I. El canillita, un vendedor de diarios especial
Barrio de Lanús, Buenos Aires, Argentina. Invierno del año 1974.
«El miedo es la principal fuente de superstición, y una de las principales fuentes de la crueldad. Vencer el miedo es el principio de la sabiduría».
Bertrand Russell.
El cielo estaba gris, plomizo, no llovía, pero amenazaba. Yo estaba ante la escalera, en la entrada del taller de arte donde, desde hacía un par de años, tomaba lecciones de dibujo y pintura. Me gustaba mucho, a esa corta edad atesoraba un par de cuadros pintados. Mi maestra de quinto grado, la señorita Graciana, estaba a punto de casarse. Le regalé mi último paisaje. Esas clases empezaban a las dos de la tarde. Por lo general, me acompañaba Tito, mi viejo, después de almorzar. Ese lunes llegamos un rato antes. Papá tocó el timbre para averiguar si me recibían más temprano. Así él podría dormir la siesta. Después de comer, le gustaba tirarse un rato en la cama antes de irse a trabajar. Él recibía los diarios a las cinco y media de la tarde, en la misma puerta del paredón de los talleres ferroviarios de la localidad de Remedios de Escalada, ciudad de Lanús, por donde Tito salía de su trabajo diurno. Debía llegar temprano, antes del horario, porque pasaba el camión y los repartidores, desde la caja tiraban los periódicos y las revistas. Los diarios se entregaban de lunes a viernes por la tarde, y los fines de semana, de noche. Había dos ediciones: la quinta y la sexta. Las editoriales publicaban las noticias que habían ocurrido entre la mañana y parte de la tarde. Los sorteos de loterías y el fútbol también aparecían los fines de semana. Papá hacía su reparto diario a domicilio; daba el periódico y las revistas en mano o los tiraba desde la vereda. Era muy divertido verlo revolear esos rollos de papel; atravesaban cada puerta de entrada al jardín o caían en algún balcón. Mi preferido era el de la casa color gris, con tejas coloniales rojo mate.
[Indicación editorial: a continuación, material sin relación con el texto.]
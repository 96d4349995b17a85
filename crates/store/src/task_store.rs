//! Task Store Gateway: an in-memory, `RwLock`-guarded map flushed to a single
//! JSON file on every mutation. The write lock spans both the in-memory
//! mutation and the flush, so no reader ever observes a torn write.

use std::collections::HashMap;
use std::path::{Path, PathBuf};

use chrono::{DateTime, TimeZone, Utc};
use parking_lot::RwLock;
use uuid::Uuid;

use va_domain::error::{Error, Result};
use va_domain::task::{NewTask, Priority, Task, TaskFilter, TaskPatch, TaskStats, TaskStatus};

const UPCOMING_DEADLINE_WINDOW_DAYS: i64 = 7;

pub struct TaskStore {
    path: PathBuf,
    inner: RwLock<HashMap<String, Task>>,
}

impl TaskStore {
    /// Load (or create) the store backing `<db_path>/tasks.json`.
    pub fn open(db_path: &Path) -> Result<Self> {
        std::fs::create_dir_all(db_path)?;
        let path = db_path.join("tasks.json");

        let tasks: Vec<Task> = if path.exists() {
            let text = std::fs::read_to_string(&path)?;
            if text.trim().is_empty() {
                Vec::new()
            } else {
                serde_json::from_str(&text)?
            }
        } else {
            Vec::new()
        };

        let map = tasks.into_iter().map(|t| (t.id.clone(), t)).collect();
        Ok(Self {
            path,
            inner: RwLock::new(map),
        })
    }

    /// Serialize the full map. Caller must hold the write lock.
    fn flush(&self, guard: &HashMap<String, Task>) -> Result<()> {
        let mut tasks: Vec<&Task> = guard.values().collect();
        tasks.sort_by(|a, b| a.created_at.cmp(&b.created_at));
        let text = serde_json::to_string_pretty(&tasks)?;
        std::fs::write(&self.path, text)?;
        Ok(())
    }

    pub fn create(&self, fields: NewTask) -> Result<Task> {
        let priority = match fields.priority {
            Some(p) => Priority::parse(&p)?,
            None => Priority::Medium,
        };
        let now = Utc::now();
        let scheduled_date = fields.scheduled_date.unwrap_or_else(|| default_scheduled_date(now));

        let task = Task {
            id: Uuid::new_v4().to_string(),
            title: fields.title,
            description: fields.description,
            notes: fields.notes,
            priority,
            status: TaskStatus::Todo,
            scheduled_date,
            deadline: fields.deadline,
            created_at: now,
            updated_at: now,
            completed_at: None,
        };

        let mut guard = self.inner.write();
        guard.insert(task.id.clone(), task.clone());
        self.flush(&guard)?;
        Ok(task)
    }

    pub fn create_many(&self, fields: Vec<NewTask>) -> Vec<Result<Task>> {
        fields.into_iter().map(|f| self.create(f)).collect()
    }

    pub fn get(&self, id: &str) -> Result<Task> {
        self.inner
            .read()
            .get(id)
            .cloned()
            .ok_or_else(|| Error::TaskNotFound(id.to_string()))
    }

    pub fn update(&self, id: &str, patch: TaskPatch) -> Result<Task> {
        let mut guard = self.inner.write();
        let task = guard
            .get_mut(id)
            .ok_or_else(|| Error::TaskNotFound(id.to_string()))?;

        if let Some(title) = patch.title {
            task.title = title;
        }
        if let Some(description) = patch.description {
            task.description = Some(description);
        }
        if let Some(notes) = patch.notes {
            task.notes = Some(notes);
        }
        if let Some(priority) = patch.priority {
            task.priority = Priority::parse(&priority)?;
        }
        if let Some(scheduled_date) = patch.scheduled_date {
            task.scheduled_date = scheduled_date;
        }
        if patch.clear_deadline {
            task.deadline = None;
        } else if let Some(deadline) = patch.deadline {
            task.deadline = Some(deadline);
        }
        if let Some(status) = patch.status {
            let new_status = TaskStatus::parse(&status)?;
            let now = Utc::now();
            if new_status == TaskStatus::Completed && task.status != TaskStatus::Completed {
                task.completed_at = Some(now);
            } else if new_status != TaskStatus::Completed && task.status == TaskStatus::Completed {
                task.completed_at = None;
            }
            task.status = new_status;
        }
        task.updated_at = Utc::now();

        let result = task.clone();
        self.flush(&guard)?;
        Ok(result)
    }

    pub fn update_many(&self, patches: Vec<(String, TaskPatch)>) -> Vec<Result<Task>> {
        patches
            .into_iter()
            .map(|(id, patch)| self.update(&id, patch))
            .collect()
    }

    /// Returns the pre-delete snapshot so the history log can later support
    /// "restore the task I just deleted".
    pub fn delete(&self, id: &str) -> Result<Task> {
        let mut guard = self.inner.write();
        let task = guard
            .remove(id)
            .ok_or_else(|| Error::TaskNotFound(id.to_string()))?;
        self.flush(&guard)?;
        Ok(task)
    }

    pub fn delete_many(&self, ids: Vec<String>) -> Vec<Result<Task>> {
        ids.iter().map(|id| self.delete(id)).collect()
    }

    pub fn list(&self, filter: &TaskFilter) -> Result<Vec<Task>> {
        let status = filter.status.as_deref().map(TaskStatus::parse).transpose()?;
        let priority = filter.priority.as_deref().map(Priority::parse).transpose()?;
        let text = filter.text.as_deref().map(|t| t.to_lowercase());

        let guard = self.inner.read();
        let mut matches: Vec<Task> = guard
            .values()
            .filter(|t| status.map(|s| t.status == s).unwrap_or(true))
            .filter(|t| priority.map(|p| t.priority == p).unwrap_or(true))
            .filter(|t| {
                filter
                    .scheduled_after
                    .map(|after| t.scheduled_date >= after)
                    .unwrap_or(true)
            })
            .filter(|t| {
                filter
                    .scheduled_before
                    .map(|before| t.scheduled_date <= before)
                    .unwrap_or(true)
            })
            .filter(|t| text.as_deref().map(|q| task_matches_text(t, q)).unwrap_or(true))
            .cloned()
            .collect();

        matches.sort_by(|a, b| b.scheduled_date.cmp(&a.scheduled_date));
        Ok(matches)
    }

    /// Case-insensitive substring search over title/description/notes.
    /// OR across terms, ranked by match count then recency.
    pub fn search(&self, terms: &[String]) -> Vec<Task> {
        let needles: Vec<String> = terms.iter().map(|t| t.to_lowercase()).collect();
        let guard = self.inner.read();

        let mut scored: Vec<(usize, &Task)> = guard
            .values()
            .filter_map(|t| {
                let haystack = format!(
                    "{} {} {}",
                    t.title,
                    t.description.as_deref().unwrap_or(""),
                    t.notes.as_deref().unwrap_or("")
                )
                .to_lowercase();
                let count = needles.iter().filter(|n| haystack.contains(n.as_str())).count();
                if count > 0 {
                    Some((count, t))
                } else {
                    None
                }
            })
            .collect();

        scored.sort_by(|a, b| b.0.cmp(&a.0).then_with(|| b.1.updated_at.cmp(&a.1.updated_at)));
        scored.into_iter().map(|(_, t)| t.clone()).collect()
    }

    pub fn stats(&self) -> TaskStats {
        let guard = self.inner.read();
        let now = Utc::now();
        let window_end = now + chrono::Duration::days(UPCOMING_DEADLINE_WINDOW_DAYS);

        let mut by_status = std::collections::BTreeMap::new();
        let mut by_priority = std::collections::BTreeMap::new();
        let mut upcoming_deadline_count = 0;
        let mut missed_count = 0;

        for task in guard.values() {
            *by_status.entry(status_label(task.status).to_string()).or_insert(0) += 1;
            *by_priority.entry(priority_label(task.priority).to_string()).or_insert(0) += 1;

            if task.is_missed(now) {
                missed_count += 1;
            }
            if let Some(deadline) = task.deadline {
                if deadline >= now && deadline <= window_end && task.status != TaskStatus::Completed {
                    upcoming_deadline_count += 1;
                }
            }
        }

        TaskStats {
            by_status,
            by_priority,
            upcoming_deadline_count,
            missed_count,
        }
    }
}

fn task_matches_text(task: &Task, needle: &str) -> bool {
    task.title.to_lowercase().contains(needle)
        || task
            .description
            .as_deref()
            .map(|d| d.to_lowercase().contains(needle))
            .unwrap_or(false)
        || task
            .notes
            .as_deref()
            .map(|n| n.to_lowercase().contains(needle))
            .unwrap_or(false)
}

fn default_scheduled_date(now: DateTime<Utc>) -> DateTime<Utc> {
    Utc.with_ymd_and_hms(now.year_val(), now.month_val(), now.day_val(), 12, 0, 0)
        .single()
        .unwrap_or(now)
}

// Small helpers to avoid importing the `Datelike` trait at every call site.
trait DateParts {
    fn year_val(&self) -> i32;
    fn month_val(&self) -> u32;
    fn day_val(&self) -> u32;
}

impl DateParts for DateTime<Utc> {
    fn year_val(&self) -> i32 {
        use chrono::Datelike;
        self.year()
    }
    fn month_val(&self) -> u32 {
        use chrono::Datelike;
        self.month()
    }
    fn day_val(&self) -> u32 {
        use chrono::Datelike;
        self.day()
    }
}

fn status_label(status: TaskStatus) -> &'static str {
    match status {
        TaskStatus::Todo => "todo",
        TaskStatus::InProgress => "in_progress",
        TaskStatus::Completed => "completed",
        TaskStatus::Cancelled => "cancelled",
    }
}

fn priority_label(priority: Priority) -> &'static str {
    match priority {
        Priority::Low => "low",
        Priority::Medium => "medium",
        Priority::High => "high",
        Priority::Urgent => "urgent",
    }
}

#[cfg(test)]
mod tests {
    use super::*;

    fn open_temp() -> (tempfile::TempDir, TaskStore) {
        let dir = tempfile::tempdir().unwrap();
        let store = TaskStore::open(dir.path()).unwrap();
        (dir, store)
    }

    #[test]
    fn create_defaults_scheduled_date_and_priority() {
        let (_dir, store) = open_temp();
        let task = store
            .create(NewTask {
                title: "call dentist".into(),
                ..Default::default()
            })
            .unwrap();
        assert_eq!(task.priority, Priority::Medium);
        assert_eq!(task.status, TaskStatus::Todo);
    }

    #[test]
    fn create_rejects_unknown_priority() {
        let (_dir, store) = open_temp();
        let result = store.create(NewTask {
            title: "x".into(),
            priority: Some("urgentest".into()),
            ..Default::default()
        });
        assert!(result.is_err());
    }

    #[test]
    fn update_to_completed_sets_completed_at_and_clearing_unsets_it() {
        let (_dir, store) = open_temp();
        let task = store
            .create(NewTask { title: "x".into(), ..Default::default() })
            .unwrap();

        let completed = store
            .update(&task.id, TaskPatch { status: Some("completed".into()), ..Default::default() })
            .unwrap();
        assert!(completed.completed_at.is_some());

        let reopened = store
            .update(&task.id, TaskPatch { status: Some("todo".into()), ..Default::default() })
            .unwrap();
        assert!(reopened.completed_at.is_none());
    }

    #[test]
    fn delete_returns_pre_delete_snapshot_and_removes_it() {
        let (_dir, store) = open_temp();
        let task = store
            .create(NewTask { title: "gone soon".into(), ..Default::default() })
            .unwrap();
        let snapshot = store.delete(&task.id).unwrap();
        assert_eq!(snapshot.title, "gone soon");
        assert!(store.get(&task.id).is_err());
    }

    #[test]
    fn search_ranks_by_match_count_then_recency() {
        let (_dir, store) = open_temp();
        store.create(NewTask { title: "buy milk".into(), ..Default::default() }).unwrap();
        store
            .create(NewTask {
                title: "buy milk and eggs".into(),
                description: Some("milk run".into()),
                ..Default::default()
            })
            .unwrap();

        let results = store.search(&["milk".to_string()]);
        assert_eq!(results.len(), 2);
        assert_eq!(results[0].title, "buy milk and eggs");
    }

    #[test]
    fn stats_counts_missed_and_upcoming() {
        let (_dir, store) = open_temp();
        let now = Utc::now();
        let missed = store
            .create(NewTask { title: "overdue".into(), deadline: Some(now - chrono::Duration::days(1)), ..Default::default() })
            .unwrap();
        store
            .create(NewTask { title: "soon".into(), deadline: Some(now + chrono::Duration::days(2)), ..Default::default() })
            .unwrap();

        let stats = store.stats();
        assert_eq!(stats.missed_count, 1);
        assert_eq!(stats.upcoming_deadline_count, 1);
        assert!(store.get(&missed.id).unwrap().is_missed(now));
    }

    #[test]
    fn bulk_delete_is_best_effort_per_item() {
        let (_dir, store) = open_temp();
        let task = store.create(NewTask { title: "x".into(), ..Default::default() }).unwrap();
        let results = store.delete_many(vec![task.id, "missing".into()]);
        assert!(results[0].is_ok());
        assert!(results[1].is_err());
    }
}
Papá a veces me llevaba en el canasto de la bicicleta. Me divertía mucho acompañarlo, me sentía feliz de la vida. Deseaba que los clientes no se encontraran en sus hogares, me encantaba observarlo tirar los diarios o las revistas, mientras yo hacía sonar la corneta de la bici para avisar la llegada del diariero.
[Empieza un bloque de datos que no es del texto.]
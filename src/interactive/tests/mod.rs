//! Unit tests for the interactive module.
//!
//! Tests are organised by pipeline stage: classification and normalization,
//! validation, conversion, metadata derivation and the send service.

mod content_tests;
mod error_tests;
mod metadata_tests;
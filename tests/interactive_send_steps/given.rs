//! Given steps for interactive dispatch BDD scenarios.

use std::sync::Arc;

use super::world::InteractiveWorld;
use mockable::DefaultClock;
use nativeflow::interactive::{
    adapters::memory::InMemoryTransport,
    domain::{AuthoringPayload, LegacyButton, NativeFlowButton, SendButtonsPayload},
    services::InteractiveMessageService,
};
use rstest_bdd_macros::given;
use serde_json::json;

#[given("a connected in-memory transport")]
fn connected_transport(world: &mut InteractiveWorld) {
    let transport =
        Arc::new(InMemoryTransport::new(DefaultClock).with_sender("15559990000@s.whatsapp.net"));
    world.service = Some(InteractiveMessageService::new(
        Arc::clone(&transport),
        Arc::new(DefaultClock),
    ));
    world.transport = Some(transport);
}

#[given(r#"a simple payload "{text}" with legacy buttons "{first}" and "{second}""#)]
fn simple_payload_with_legacy_buttons(
    world: &mut InteractiveWorld,
    text: String,
    first: String,
    second: String,
) {
    let first_label = format!("Option {first}");
    let second_label = format!("Option {second}");
    world.pending_simple = Some(
        SendButtonsPayload::new(text)
            .with_button(LegacyButton::new(first, first_label))
            .with_button(LegacyButton::new(second, second_label)),
    );
}

#[given(r#"a simple payload "{text}" with a "{kind}" button"#)]
fn simple_payload_with_named_button(world: &mut InteractiveWorld, text: String, kind: String) {
    world.pending_simple = Some(SendButtonsPayload::new(text).with_button(
        NativeFlowButton::named(kind, r#"{"display_text":"Tap","id":"tap"}"#),
    ));
}

#[given(r#"an interactive payload "{text}" with a "{kind}" button copying "{code}""#)]
fn interactive_payload_with_copy_button(
    world: &mut InteractiveWorld,
    text: String,
    kind: String,
    code: String,
) {
    let params = json!({"display_text": "Copy Code", "copy_code": code}).to_string();
    world.pending_interactive = Some(
        AuthoringPayload::new(text).with_interactive_button(NativeFlowButton::named(kind, params)),
    );
}

#[given(r#"an interactive payload "{text}" with a "{kind}" button lacking its url"#)]
fn interactive_payload_without_url(world: &mut InteractiveWorld, text: String, kind: String) {
    world.pending_interactive = Some(AuthoringPayload::new(text).with_interactive_button(
        NativeFlowButton::named(kind, r#"{"display_text":"Visit"}"#),
    ));
}

#[given(r#"an interactive payload "{text}" with an "{kind}" button titled "{title}" but no link"#)]
fn interactive_payload_without_link(
    world: &mut InteractiveWorld,
    text: String,
    kind: String,
    title: String,
) {
    let params = json!({ "title": title }).to_string();
    world.pending_interactive = Some(
        AuthoringPayload::new(text).with_interactive_button(NativeFlowButton::named(kind, params)),
    );
}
Los ejemplares que sobraban se devolvían. Papá, antes de regresar el sobrante, dejaba algún periódico, cómics, historietas o alguna publicación deportiva para la familia. Así creció mi interés por la lectura; los únicos que aprovechábamos esa oportunidad éramos mi viejo y yo. Cuando en las siestas yo no miraba la televisión, leía alguna historieta: «Doctor Mortis y Vampirella» eran de terror; me gustaban los superhéroes: «Batman», «Superman» y «Spiderman». «Periquita» o «Pequeña Lulú», me las devoraba, igual que «Patoruzú», «Patoruzito», «Isidoro Cañones», y la entrañable «Mafalda». También, cada tanto, cuando sobraba me gustaba leer algún ejemplar de «Selecciones del Readers Digest», las deportivas «El Gráfico» o «La Goles». Mi amigo Alberto, que hoy vive en la provincia de Jujuy, me acompañaba en esas tardes de aventuras literarias. Si no había nada nuevo para leer, ojeábamos las noticias o nos entreteníamos buscando las diferencias en el «Juego de los Siete Errores», que lo publicaba el diario «La Razón».
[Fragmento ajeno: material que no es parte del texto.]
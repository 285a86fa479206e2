//! Step definitions for interactive dispatch scenarios.

pub mod given;
pub mod then;
pub mod when;
pub mod world;
//! Nativeflow: interactive button messages for a multi-device messaging
//! protocol.
//!
//! This crate turns loosely shaped button payloads into the canonical
//! native flow form clients render, validates them at every boundary and
//! relays them through a pluggable transport together with the metadata
//! nodes the protocol requires.
//!
//! # Architecture
//!
//! Nativeflow follows hexagonal architecture principles:
//!
//! - **Domain**: Pure payload and content types with no transport dependencies
//! - **Ports**: Abstract trait interfaces for the messaging client and validators
//! - **Adapters**: Concrete implementations of ports (in-memory transport, sources)
//!
//! # Modules
//!
//! - [`interactive`]: Button normalization, validation, conversion and dispatch

pub mod interactive;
Matilde, la hija mayor de mi profesor, abrió la pesada puerta de hierro de estilo francés del Taller de Arte. Ella acomodaba para que todo estuviese listo:
—¡Hola Oscar! ¿Cómo estás? —preguntó Matilde—. Señor, ¿usted qué tal? —le dijo a papá.
—Muy bien señorita —respondió Tito—. Perdón por llamar antes.
—No hay problema señor, si hay alguien no cuesta nada abrir.
—¡Muchas gracias! A Oscarcito lo viene a buscar mi esposa o el abuelo; ¿a qué hora?
—A las cuatro señor.
Yo los miraba con mis útiles en la mano; traté de entrar rápido, necesitaba el baño pronto.
—Muy bien señorita, ¡muchas gracias!
—De nada, buenas tardes.
Yo quería entrar.
—¡Chau hijo! ¡Pórtate bien! Buenas tardes —saludó papá al fin.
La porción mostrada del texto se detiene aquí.